Quand j'essaie de faire du rangement dans la documentation professionnelle que j'ai  accumulée depuis bientôt vingt ans, je suis toujours étonné des trésors que je retrouve. Là, c'est « Le défi de la  responsabilité sociale des entreprises, vers des partenariats constructifs » (Philip Morris Institute, 2001). Tout à côté, une collection de beaux classeurs à l'en-tête d'Euroforum, de l'Icad ou d'autres, de la fin des années 90: « Science et management », « Développez vos capacités d'anticipation », « Philosophie et management », etc. Je les feuillète et ils me rappellent de belles rencontres, des échanges profonds et pétillants, des perspectives enthousiasmantes. Et je pourrais vous en citer bien d'autres, comme la magnifique collection de la Society for Organisational learning, ou les ouvrages de Peter Senge, de Manfred Mack, de  Charles Handy... Des nourritures que j'ai dévorées avec appétit et délice.


Or, aujourd'hui, à les regarder sur leur étagère, je ressens un malaise que j'essaie d'analyser. Pourquoi ai-je envie, finalement, de hausser les épaules ?

Toutes ces idées, qui plus ou moins convergent au sein de cet impressionnant bouillonnement d'intelligences, jaillissent d'une magnifique croyance : celle que les hommes, majoritairement, sont rationnels, raisonnables, préoccupés du bien commun et du long terme... Que, par voie de conséquence, la grande entreprise, cette œuvre majuscule du XXème siècle, s'insère tout naturellement dans cette généreuse vision du monde.
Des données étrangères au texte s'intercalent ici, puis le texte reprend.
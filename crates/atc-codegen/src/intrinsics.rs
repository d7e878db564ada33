//! The intrinsic dispatch table.
//!
//! A fixed, closed mapping from `(declared receiver type, method name)` to a
//! code-generation rule. The simulator consults this table before the user
//! method map; anything matching neither is a reference error.
//!
//! Extending the recognized base API means adding a row here — the rule
//! shapes in [`IntrinsicKind`] cover every emission pattern the VM's
//! external functions need, and the executor in [`crate::stack`] contains no
//! per-method branching of its own.

use atc_ir::ValueType;
use atc_isa::ApiFun;

/// Emission rule shapes. Each documents which operands it pops (receiver
/// included), which temps it allocates and which selectors it emits.
#[derive(Debug, Clone, Copy, PartialEq, Eq)]
pub enum IntrinsicKind {
    /// Push the reserved `lastTx` word; nothing emitted — the prologue
    /// already materialized it.
    CurrentTx,
    /// Push the reserved `lastTxTimestamp` word; nothing emitted.
    CurrentTxTimestamp,
    /// `EXT_FUN_RET fun → temp`; pushes the temp.
    ChainQuery(ApiFun),
    /// `EXT_FUN B_TO_ADDRESS_OF_CREATOR`; `EXT_FUN_RET GET_B1 → temp`.
    CreatorAddress,
    /// Pops amount and address: `SET_B1 $addr`; `SEND_TO_ADDRESS_IN_B $amount`.
    SendAmount,
    /// Pops address: `SET_B1 $addr`; `SEND_ALL_TO_ADDRESS_IN_B`.
    SendBalance,
    /// Pops a 4-word message and an address: B1 := addr, A := msg,
    /// `SEND_A_TO_ADDRESS_IN_B`.
    SendMessage,
    /// Pops a 4-word value: A := value, `SHA256_A_TO_B`, B → 4 consecutive
    /// temps; pushes the 4-word temp.
    Sha256,
    /// Receiver is a Tx handle: `SET_A1 $tx`; `EXT_FUN_RET fun → temp`.
    TxQuery(ApiFun),
    /// `SET_A1 $tx`; `B_TO_ADDRESS_OF_TX_IN_A`; `GET_B1 → temp`.
    TxSender,
    /// `SET_A1 $tx`; `MESSAGE_FROM_TX_IN_A_TO_B`; B → 4 consecutive temps.
    TxMessage,
    /// Branch-around-increment: temp := (receiver >= arg) as 0/1.
    CmpGe,
    /// Branch-around-increment: temp := (receiver <= arg) as 0/1.
    CmpLe,
    /// `EXT_FUN_RET_DAT_2 ADD_MINUTES_TO_TIMESTAMP @temp $ts $minutes`.
    AddMinutes,
}

/// A resolved row of the dispatch table.
#[derive(Debug, Clone)]
pub struct Intrinsic {
    pub name: &'static str,
    /// Arguments popped, receiver not counted.
    pub args: u8,
    pub kind: IntrinsicKind,
}

/// The closed base-API table. Rows are `(owner, name, popped args, rule)`.
pub static TABLE: &[(ValueType, &str, u8, IntrinsicKind)] = &[
    // ── Contract base class ──────────────────────────────────────────────
    (ValueType::Contract, "getCurrentTx", 0, IntrinsicKind::CurrentTx),
    (ValueType::Contract, "getCurrentTxTimestamp", 0, IntrinsicKind::CurrentTxTimestamp),
    (ValueType::Contract, "getBlockTimestamp", 0, IntrinsicKind::ChainQuery(ApiFun::GetBlockTimestamp)),
    (ValueType::Contract, "getCreationTimestamp", 0, IntrinsicKind::ChainQuery(ApiFun::GetCreationTimestamp)),
    (ValueType::Contract, "getCurrentBalance", 0, IntrinsicKind::ChainQuery(ApiFun::GetCurrentBalance)),
    (ValueType::Contract, "getCreator", 0, IntrinsicKind::CreatorAddress),
    (ValueType::Contract, "sendAmount", 2, IntrinsicKind::SendAmount),
    (ValueType::Contract, "sendBalance", 1, IntrinsicKind::SendBalance),
    (ValueType::Contract, "sendMessage", 2, IntrinsicKind::SendMessage),
    (ValueType::Contract, "performSha256", 1, IntrinsicKind::Sha256),
    // ── Tx handles ───────────────────────────────────────────────────────
    (ValueType::Tx, "getAmount", 0, IntrinsicKind::TxQuery(ApiFun::GetAmountForTxInA)),
    (ValueType::Tx, "getTimestamp", 0, IntrinsicKind::TxQuery(ApiFun::GetTimestampForTxInA)),
    (ValueType::Tx, "getSenderAddress", 0, IntrinsicKind::TxSender),
    (ValueType::Tx, "getMessage", 0, IntrinsicKind::TxMessage),
    // ── Timestamps ───────────────────────────────────────────────────────
    (ValueType::Timestamp, "ge", 1, IntrinsicKind::CmpGe),
    (ValueType::Timestamp, "le", 1, IntrinsicKind::CmpLe),
    (ValueType::Timestamp, "addMinutes", 1, IntrinsicKind::AddMinutes),
];

/// Look up a rule for `(receiver type, method name)`.
pub fn lookup(owner: &ValueType, name: &str) -> Option<Intrinsic> {
    TABLE
        .iter()
        .find(|(o, n, _, _)| o == owner && *n == name)
        .map(|(_, n, args, kind)| Intrinsic {
            name: *n,
            args: *args,
            kind: *kind,
        })
}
Qu'elle se  veut « apprenante », « systémique », « visionnaire », qu’elle a la noble ambition de « créer de la valeur globale », de prendre sa part du progrès humain – et du sauvetage des meubles.

Je revois aussi, en continuant mon inventaire, toutes ces propositions pour « libérer » l'intelligence,  la créativité, voire « l'âme » de l'entreprise et en tout cas celles de ses collaborateurs...

Or, que constatons-nous hélas ! souvent ? Que l'entreprise, quand elle doit choisir entre « plus de fric » et « moins de fric », choisit « plus de fric » même si elle doit pour cela jouer contre la société, l'humain et l'écosystème. (Au vrai, je n’en connais qu’une, Ardelaine, qui ait refusé un gros contrat au motif que ses valeurs fondamentales en auraient été fragilisées.) Que l'esprit d'innovation, quand on l’a réveillé chez les individus, se heurte très vite aux procédures, aux autocrates et à leurs contremaîtres garants du petit doigt sur la couture du pantalon. Qu'on a une magnifique production intellectuelle, de très grands élans, des formules altières, qui retombent en poussière au bas de l'écran quand le show est fini.

Et si c'était cela le nouvel opium du peuple ? Croire qu’en vendant son âme contre un salaire, on contribue en prime à une œuvre essentielle ?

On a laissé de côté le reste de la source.